* [Work task] Only the lines holding "classification" are wanted; find them in the listing and return each one.

= = = =

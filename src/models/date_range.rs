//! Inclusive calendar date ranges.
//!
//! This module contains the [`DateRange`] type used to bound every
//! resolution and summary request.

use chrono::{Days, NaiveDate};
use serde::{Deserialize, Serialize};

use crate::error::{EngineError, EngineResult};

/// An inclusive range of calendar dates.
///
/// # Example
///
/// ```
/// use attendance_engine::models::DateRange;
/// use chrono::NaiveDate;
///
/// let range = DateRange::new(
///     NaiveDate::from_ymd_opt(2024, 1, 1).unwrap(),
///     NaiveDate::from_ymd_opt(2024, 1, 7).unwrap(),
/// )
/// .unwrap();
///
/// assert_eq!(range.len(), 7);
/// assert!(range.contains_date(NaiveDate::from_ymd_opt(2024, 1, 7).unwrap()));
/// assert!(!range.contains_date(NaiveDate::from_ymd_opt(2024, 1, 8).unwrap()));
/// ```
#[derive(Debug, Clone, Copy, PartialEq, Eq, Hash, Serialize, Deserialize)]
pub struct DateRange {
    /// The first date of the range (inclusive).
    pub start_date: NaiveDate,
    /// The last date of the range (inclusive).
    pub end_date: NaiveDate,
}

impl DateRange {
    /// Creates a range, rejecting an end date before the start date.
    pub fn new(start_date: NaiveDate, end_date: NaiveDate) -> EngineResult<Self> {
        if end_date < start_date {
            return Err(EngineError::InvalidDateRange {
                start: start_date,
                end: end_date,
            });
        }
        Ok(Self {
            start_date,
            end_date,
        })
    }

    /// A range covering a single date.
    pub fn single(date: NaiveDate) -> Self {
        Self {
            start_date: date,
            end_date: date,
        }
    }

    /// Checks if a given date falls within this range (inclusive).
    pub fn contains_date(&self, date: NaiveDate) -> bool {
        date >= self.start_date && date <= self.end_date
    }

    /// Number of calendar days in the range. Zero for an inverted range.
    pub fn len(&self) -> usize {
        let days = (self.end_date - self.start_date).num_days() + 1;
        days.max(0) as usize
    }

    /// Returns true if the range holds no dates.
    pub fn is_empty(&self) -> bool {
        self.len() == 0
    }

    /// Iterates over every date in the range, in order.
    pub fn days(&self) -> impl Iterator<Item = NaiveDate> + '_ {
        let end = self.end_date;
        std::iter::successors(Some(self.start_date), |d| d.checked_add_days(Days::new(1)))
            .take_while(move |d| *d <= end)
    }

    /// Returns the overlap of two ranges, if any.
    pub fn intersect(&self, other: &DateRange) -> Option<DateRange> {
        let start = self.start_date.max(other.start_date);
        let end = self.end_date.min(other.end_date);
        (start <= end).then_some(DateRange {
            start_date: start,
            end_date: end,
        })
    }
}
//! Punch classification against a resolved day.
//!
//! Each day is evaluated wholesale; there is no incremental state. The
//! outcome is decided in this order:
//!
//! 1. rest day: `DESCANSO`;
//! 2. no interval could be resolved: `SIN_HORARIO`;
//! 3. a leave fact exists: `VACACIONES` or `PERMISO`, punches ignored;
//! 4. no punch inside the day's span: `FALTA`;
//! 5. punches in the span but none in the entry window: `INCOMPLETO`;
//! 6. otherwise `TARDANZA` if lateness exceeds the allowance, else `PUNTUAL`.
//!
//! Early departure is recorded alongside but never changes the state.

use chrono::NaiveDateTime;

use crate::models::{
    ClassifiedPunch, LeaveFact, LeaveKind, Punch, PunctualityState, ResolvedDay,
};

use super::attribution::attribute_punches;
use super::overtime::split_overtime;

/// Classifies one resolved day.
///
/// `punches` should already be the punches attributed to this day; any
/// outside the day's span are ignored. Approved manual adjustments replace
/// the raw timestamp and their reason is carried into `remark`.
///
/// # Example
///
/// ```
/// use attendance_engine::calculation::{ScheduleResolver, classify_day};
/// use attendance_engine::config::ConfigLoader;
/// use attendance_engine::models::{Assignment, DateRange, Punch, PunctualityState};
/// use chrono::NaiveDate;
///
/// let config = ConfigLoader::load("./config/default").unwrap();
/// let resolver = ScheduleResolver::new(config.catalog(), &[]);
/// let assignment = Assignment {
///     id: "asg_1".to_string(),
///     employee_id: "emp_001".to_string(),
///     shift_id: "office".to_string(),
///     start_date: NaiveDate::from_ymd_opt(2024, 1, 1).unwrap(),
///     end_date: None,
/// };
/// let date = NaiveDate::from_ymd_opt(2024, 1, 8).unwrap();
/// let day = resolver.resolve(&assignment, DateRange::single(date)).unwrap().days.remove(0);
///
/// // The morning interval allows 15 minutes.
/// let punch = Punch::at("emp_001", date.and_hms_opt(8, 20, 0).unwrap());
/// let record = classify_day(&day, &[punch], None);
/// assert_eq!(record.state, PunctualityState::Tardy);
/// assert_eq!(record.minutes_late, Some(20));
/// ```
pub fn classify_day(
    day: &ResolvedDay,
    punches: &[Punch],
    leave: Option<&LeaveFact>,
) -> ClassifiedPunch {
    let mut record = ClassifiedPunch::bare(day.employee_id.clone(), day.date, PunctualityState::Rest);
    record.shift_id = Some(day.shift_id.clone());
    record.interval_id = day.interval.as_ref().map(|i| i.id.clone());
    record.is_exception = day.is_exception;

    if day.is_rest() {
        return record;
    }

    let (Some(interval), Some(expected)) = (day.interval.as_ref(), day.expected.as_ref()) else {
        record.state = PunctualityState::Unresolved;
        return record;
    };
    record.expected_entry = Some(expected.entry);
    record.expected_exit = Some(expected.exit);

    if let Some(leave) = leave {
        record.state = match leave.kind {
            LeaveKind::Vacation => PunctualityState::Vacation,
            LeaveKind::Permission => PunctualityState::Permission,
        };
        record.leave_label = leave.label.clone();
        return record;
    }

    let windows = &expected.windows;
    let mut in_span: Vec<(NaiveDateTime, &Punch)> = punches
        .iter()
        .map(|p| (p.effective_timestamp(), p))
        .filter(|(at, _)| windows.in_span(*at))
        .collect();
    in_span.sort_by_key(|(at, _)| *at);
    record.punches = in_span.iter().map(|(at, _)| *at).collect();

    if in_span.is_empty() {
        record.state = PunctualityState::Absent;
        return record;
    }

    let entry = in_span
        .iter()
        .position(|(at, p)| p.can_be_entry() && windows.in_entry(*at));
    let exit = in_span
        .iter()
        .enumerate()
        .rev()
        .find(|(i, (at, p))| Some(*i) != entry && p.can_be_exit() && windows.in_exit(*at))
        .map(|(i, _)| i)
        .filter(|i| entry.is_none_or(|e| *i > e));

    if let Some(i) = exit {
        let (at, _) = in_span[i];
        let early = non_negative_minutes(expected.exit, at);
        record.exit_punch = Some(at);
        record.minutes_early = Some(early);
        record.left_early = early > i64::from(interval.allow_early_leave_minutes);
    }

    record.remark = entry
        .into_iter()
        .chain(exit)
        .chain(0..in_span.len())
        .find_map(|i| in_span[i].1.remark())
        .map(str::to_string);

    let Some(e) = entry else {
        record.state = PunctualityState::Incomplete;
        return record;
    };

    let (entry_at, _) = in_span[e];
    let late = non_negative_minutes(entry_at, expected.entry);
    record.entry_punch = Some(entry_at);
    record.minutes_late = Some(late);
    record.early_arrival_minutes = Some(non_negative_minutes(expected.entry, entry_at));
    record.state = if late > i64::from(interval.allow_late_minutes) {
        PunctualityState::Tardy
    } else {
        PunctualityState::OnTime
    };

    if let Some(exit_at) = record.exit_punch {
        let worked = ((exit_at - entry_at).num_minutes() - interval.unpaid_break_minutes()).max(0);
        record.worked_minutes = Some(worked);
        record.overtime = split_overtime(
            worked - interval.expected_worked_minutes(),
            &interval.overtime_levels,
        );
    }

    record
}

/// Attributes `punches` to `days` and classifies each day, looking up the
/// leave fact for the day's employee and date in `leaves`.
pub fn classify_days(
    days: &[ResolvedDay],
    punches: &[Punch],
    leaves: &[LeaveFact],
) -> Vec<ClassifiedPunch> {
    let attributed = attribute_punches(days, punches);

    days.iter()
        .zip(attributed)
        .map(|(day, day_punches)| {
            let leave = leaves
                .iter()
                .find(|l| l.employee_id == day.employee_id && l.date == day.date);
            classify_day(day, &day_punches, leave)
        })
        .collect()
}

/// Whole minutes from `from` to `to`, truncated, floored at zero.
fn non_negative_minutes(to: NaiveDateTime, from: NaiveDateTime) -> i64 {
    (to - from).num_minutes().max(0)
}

= = = =

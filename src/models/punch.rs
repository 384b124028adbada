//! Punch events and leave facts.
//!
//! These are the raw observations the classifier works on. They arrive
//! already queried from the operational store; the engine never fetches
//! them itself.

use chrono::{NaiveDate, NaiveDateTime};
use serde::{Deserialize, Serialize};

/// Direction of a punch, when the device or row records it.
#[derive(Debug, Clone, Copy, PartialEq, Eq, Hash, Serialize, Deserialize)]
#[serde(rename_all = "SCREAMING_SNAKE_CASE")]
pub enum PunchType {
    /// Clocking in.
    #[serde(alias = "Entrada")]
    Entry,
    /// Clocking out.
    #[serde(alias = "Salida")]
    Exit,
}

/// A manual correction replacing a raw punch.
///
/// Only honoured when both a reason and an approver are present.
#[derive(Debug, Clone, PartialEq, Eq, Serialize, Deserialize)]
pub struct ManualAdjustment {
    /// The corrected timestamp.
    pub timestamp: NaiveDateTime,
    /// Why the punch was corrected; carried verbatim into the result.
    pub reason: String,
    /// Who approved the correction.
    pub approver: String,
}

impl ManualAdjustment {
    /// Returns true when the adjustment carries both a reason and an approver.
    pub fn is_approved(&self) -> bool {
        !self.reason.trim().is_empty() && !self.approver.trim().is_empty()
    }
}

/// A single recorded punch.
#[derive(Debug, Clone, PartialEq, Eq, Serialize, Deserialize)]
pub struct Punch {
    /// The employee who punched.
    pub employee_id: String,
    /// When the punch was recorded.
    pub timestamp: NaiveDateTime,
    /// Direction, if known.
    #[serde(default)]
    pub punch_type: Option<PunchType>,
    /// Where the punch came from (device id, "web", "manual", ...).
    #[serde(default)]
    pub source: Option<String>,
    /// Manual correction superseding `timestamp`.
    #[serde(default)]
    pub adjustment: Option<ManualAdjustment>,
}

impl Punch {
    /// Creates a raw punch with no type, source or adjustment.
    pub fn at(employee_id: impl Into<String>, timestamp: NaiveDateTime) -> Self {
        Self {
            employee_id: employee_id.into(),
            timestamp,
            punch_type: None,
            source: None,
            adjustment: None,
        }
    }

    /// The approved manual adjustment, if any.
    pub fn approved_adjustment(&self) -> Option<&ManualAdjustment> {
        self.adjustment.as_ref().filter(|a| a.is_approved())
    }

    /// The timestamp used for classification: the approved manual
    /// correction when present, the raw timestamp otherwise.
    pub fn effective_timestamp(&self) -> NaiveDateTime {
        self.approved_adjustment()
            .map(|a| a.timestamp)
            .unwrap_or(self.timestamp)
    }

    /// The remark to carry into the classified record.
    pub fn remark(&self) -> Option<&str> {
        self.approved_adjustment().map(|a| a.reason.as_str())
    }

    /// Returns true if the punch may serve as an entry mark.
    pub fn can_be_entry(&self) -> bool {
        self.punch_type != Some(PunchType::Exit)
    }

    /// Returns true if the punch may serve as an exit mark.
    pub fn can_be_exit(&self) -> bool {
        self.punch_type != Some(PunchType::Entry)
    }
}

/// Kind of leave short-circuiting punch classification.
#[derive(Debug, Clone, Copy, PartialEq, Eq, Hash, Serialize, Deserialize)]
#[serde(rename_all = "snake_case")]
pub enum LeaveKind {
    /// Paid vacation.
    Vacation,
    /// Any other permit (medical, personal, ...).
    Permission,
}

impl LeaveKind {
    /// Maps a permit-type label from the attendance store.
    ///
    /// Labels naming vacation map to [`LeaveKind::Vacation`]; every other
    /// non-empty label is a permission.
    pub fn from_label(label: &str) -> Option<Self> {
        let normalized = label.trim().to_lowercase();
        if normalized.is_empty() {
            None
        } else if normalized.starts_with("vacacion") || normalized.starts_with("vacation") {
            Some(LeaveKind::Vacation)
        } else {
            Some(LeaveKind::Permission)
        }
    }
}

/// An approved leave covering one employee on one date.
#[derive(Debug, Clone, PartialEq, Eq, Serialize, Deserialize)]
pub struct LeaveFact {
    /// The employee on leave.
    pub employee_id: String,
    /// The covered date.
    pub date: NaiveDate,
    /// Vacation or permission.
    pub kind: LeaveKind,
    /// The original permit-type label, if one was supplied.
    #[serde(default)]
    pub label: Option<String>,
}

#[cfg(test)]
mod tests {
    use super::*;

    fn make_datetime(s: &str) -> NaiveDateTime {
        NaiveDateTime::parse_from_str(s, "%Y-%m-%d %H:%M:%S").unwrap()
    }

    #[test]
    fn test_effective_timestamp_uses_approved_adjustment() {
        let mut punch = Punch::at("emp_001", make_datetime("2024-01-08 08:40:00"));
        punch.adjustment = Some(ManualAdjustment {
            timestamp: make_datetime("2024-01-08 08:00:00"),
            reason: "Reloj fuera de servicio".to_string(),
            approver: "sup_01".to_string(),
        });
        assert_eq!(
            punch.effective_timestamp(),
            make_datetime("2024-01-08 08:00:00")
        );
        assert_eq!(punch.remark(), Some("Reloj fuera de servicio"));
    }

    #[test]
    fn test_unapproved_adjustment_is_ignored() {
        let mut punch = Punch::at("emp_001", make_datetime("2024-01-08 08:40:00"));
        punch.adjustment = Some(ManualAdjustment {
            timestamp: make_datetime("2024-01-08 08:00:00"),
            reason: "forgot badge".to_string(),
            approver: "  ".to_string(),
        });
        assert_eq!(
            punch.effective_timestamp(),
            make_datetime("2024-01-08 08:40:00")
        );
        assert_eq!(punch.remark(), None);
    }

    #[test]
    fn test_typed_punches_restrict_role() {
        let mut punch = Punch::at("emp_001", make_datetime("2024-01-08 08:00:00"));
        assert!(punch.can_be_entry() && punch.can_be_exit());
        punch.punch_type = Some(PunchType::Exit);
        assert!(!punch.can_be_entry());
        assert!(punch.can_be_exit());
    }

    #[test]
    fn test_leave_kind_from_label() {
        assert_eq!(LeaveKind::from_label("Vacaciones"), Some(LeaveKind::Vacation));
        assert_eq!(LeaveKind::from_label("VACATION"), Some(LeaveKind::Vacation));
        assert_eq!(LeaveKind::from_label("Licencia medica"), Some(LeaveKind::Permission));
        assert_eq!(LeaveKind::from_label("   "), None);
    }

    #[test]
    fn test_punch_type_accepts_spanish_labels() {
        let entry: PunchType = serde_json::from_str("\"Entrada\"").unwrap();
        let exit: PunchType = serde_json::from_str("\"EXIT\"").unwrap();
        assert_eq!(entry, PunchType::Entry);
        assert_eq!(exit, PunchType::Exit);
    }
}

= = = =

* [Answer space]
//! Punch classification against a resolved day.
    /// The timestamp used for classification: the approved manual
/// Kind of leave short-circuiting punch classification.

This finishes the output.